Uniformes des Legiony Pulawski. Célebrations du 11 novembre 2012 à Varsovie

Video des Légion Pulawski lors du 11 novembre 2012 à Varsovie.

Pour ceux qui lisent le polonais voir tous les détails et campagnes de ces légions Pulawskie sur le riche site de "Koło Kombatantów przy Akademii Górniczo - Hutnicze"

 

QUE FONT LES POLONAIS EN FRANCE ?

Petit rappel sur l’immigration polonaise en France : La France est, depuis toujours, une terre d’accueil pour les Polonais. Mais c’est surtout après les trois partages de la Pologne en 1772, 1793 et 1795 que l’émigration va s’amplifier.

Au début du XIXe siècle, ce sera d’abord une émigration militaire durant l’épopée napoléonienne. En 1797, les légions polonaises sont créées au sein de l’armée française. Quelque 6000 volontaires polonais arrivent de toute l’Europe pour s’engager dans ce qui deviendra un véritable substitut de l’armée nationale polonaise dirigée par le général Dąbrowski.

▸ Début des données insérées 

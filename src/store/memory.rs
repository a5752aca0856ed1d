//! In-memory [`KnowledgeStore`] for tests and single-process deployments.
//!
//! A `HashMap` behind `std::sync::RwLock`; filter matching is category
//! equality, tag-subset containment, and file-type equality.

use std::collections::HashMap;
use std::sync::RwLock;

use anyhow::Result;
use async_trait::async_trait;

use crate::models::{Document, SearchFilters};

use super::KnowledgeStore;

/// Thread-safe in-memory document store.
#[derive(Default)]
pub struct InMemoryStore {
    docs: RwLock<HashMap<String, Document>>,
}

impl InMemoryStore {
    pub fn new() -> Self {
        Self::default()
    }

    pub fn len(&self) -> usize {
        self.docs.read().unwrap().len()
    }

    pub fn is_empty(&self) -> bool {
        self.len() == 0
    }
}

fn matches_filters(doc: &Document, filters: &SearchFilters) -> bool {
    if let Some(ref category) = filters.category {
        match doc.category {
            Some(ref c) if c.eq_ignore_ascii_case(category) => {}
            _ => return false,
        }
    }
    if !filters.tags.is_empty() && !filters.tags.iter().all(|t| doc.tags.contains(t)) {
        return false;
    }
    if let Some(doc_type) = filters.doc_type {
        if doc.doc_type != doc_type {
            return false;
        }
    }
    true
}

#[async_trait]
impl KnowledgeStore for InMemoryStore {
    async fn insert_document(&self, doc: Document) -> Result<()> {
        self.docs.write().unwrap().insert(doc.id.clone(), doc);
        Ok(())
    }

    async fn update_document(&self, doc: Document) -> Result<()> {
        self.docs.write().unwrap().insert(doc.id.clone(), doc);
        Ok(())
    }

    async fn get_document(&self, tenant: &str, id: &str) -> Result<Option<Document>> {
        let docs = self.docs.read().unwrap();
        Ok(docs.get(id).filter(|d| d.owner == tenant).cloned())
    }

    async fn delete_document(&self, tenant: &str, id: &str) -> Result<bool> {
        let mut docs = self.docs.write().unwrap();
        match docs.get(id) {
            Some(d) if d.owner == tenant => {
                docs.remove(id);
                Ok(true)
            }
            _ => Ok(false),
        }
    }

    async fn find_candidates(
        &self,
        tenant: &str,
        filters: &SearchFilters,
    ) -> Result<Vec<Document>> {
        let docs = self.docs.read().unwrap();
        Ok(docs
            .values()
            .filter(|d| d.owner == tenant && matches_filters(d, filters))
            .cloned()
            .collect())
    }
}

#[cfg(test)]
mod tests {
    use super::*;
    use crate::models::DocumentType;
    use chrono::Utc;

    fn doc(id: &str, owner: &str, category: Option<&str>, tags: &[&str]) -> Document {
        Document {
            id: id.to_string(),
            owner: owner.to_string(),
            name: format!("{}.txt", id),
            doc_type: DocumentType::Txt,
            text: "body".to_string(),
            metadata: Default::default(),
            category: category.map(str::to_string),
            tags: tags.iter().map(|t| t.to_string()).collect(),
            created_at: Utc::now(),
            updated_at: Utc::now(),
        }
    }

    #[tokio::test]
    async fn tenant_isolation() {
        let store = InMemoryStore::new();
        store.insert_document(doc("a", "t1", None, &[])).await.unwrap();
        store.insert_document(doc("b", "t2", None, &[])).await.unwrap();

        let t1 = store
            .find_candidates("t1", &SearchFilters::default())
            .await
            .unwrap();
        assert_eq!(t1.len(), 1);
        assert_eq!(t1[0].id, "a");

        assert!(store.get_document("t1", "b").await.unwrap().is_none());
        assert!(!store.delete_document("t1", "b").await.unwrap());
        assert_eq!(store.len(), 2);
    }

    #[tokio::test]
    async fn category_and_tag_filters() {
        let store = InMemoryStore::new();
        store
            .insert_document(doc("a", "t", Some("policies"), &["refund", "legal"]))
            .await
            .unwrap();
        store
            .insert_document(doc("b", "t", Some("guides"), &["refund"]))
            .await
            .unwrap();

        let by_category = SearchFilters {
            category: Some("Policies".to_string()),
            ..Default::default()
        };
        let hits = store.find_candidates("t", &by_category).await.unwrap();
        assert_eq!(hits.len(), 1);
        assert_eq!(hits[0].id, "a");

        let mut by_tags = SearchFilters::default();
        by_tags.tags.insert("refund".to_string());
        by_tags.tags.insert("legal".to_string());
        let hits = store.find_candidates("t", &by_tags).await.unwrap();
        assert_eq!(hits.len(), 1);
        assert_eq!(hits[0].id, "a");
    }

    #[tokio::test]
    async fn delete_then_get() {
        let store = InMemoryStore::new();
        store.insert_document(doc("a", "t", None, &[])).await.unwrap();
        assert!(store.delete_document("t", "a").await.unwrap());
        assert!(store.get_document("t", "a").await.unwrap().is_none());
    }
}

À partir de 1830 on parle de la Grande Emigration politique de l’intelligentsia polonaise vers Paris, avec les Chopin, Mickiewicz, Norwid, Czartorycki, … La capitale française deviendra le haut lieu du combat de la Polonité et de l’activisme diplomatique et politique. Les Polonais en exil à Paris, une dizaine de milliers au milieu du XIX° siècle, vont mettre en place un important réseau d’institutions: L’hôtel Lambert sur l’île Saint-Louis, la société historique et littéraire polonaise et sa bibliothèque polonaise en 1832 et la librairie Polonaise. L’activité religieuse est intense et une mission catholique polonaise est créée dès 1844 avec l’œuvre de Saint Casimir qui s’occupe à partir de 1844 des polonais indigents. L’école des Batignolles, à partir de 1842, va conduire au baccalauréat de nombreuses générations de jeunes Franco-Polonais issus de cette émigration. De nombreuses associations culturelles ou sportives vont se créer comme les Sokols. Fin du XIX° quelques milliers de Polonais viendront travailler comme ouvriers agricoles un peu partout en France. 

À partir de 1880, La politique de russification menée dans l’Empire russe, qui englobe une grande partie de l’ancienne Pologne, pousse à l’exil les populations juives de plus en plus soumises à la violence des pogroms. À la veille de la Première Guerre mondiale, quelques 20 000 juifs de l’Est (russes, polonais, tchèques, roumains) supplémentaires s’installeront en France. En 1914, on estime à 30 000, les juifs russes et environ 10 000, les juifs polonais vivant dans la région parisienne.

Entre 1909 et 1914, environ deux à quatre mille polonais arrivent de Westphalie et six à sept cent sont ouvriers dans les mines du nord de la France. Dans un article d'avril 1914, le journal "le Temps" détaille les coutumes de cette colonie polonaise dans le nord de la France et parle d'une communauté de 4000 personnes. Avec 1400 polonais sur les 4500 habitants, Lallaing entre Douai et Saint Amand est le plus grand regroupement de polonais à l'époque. Voir en bas de page de cet article intéressant : "une colonie polonaise en France".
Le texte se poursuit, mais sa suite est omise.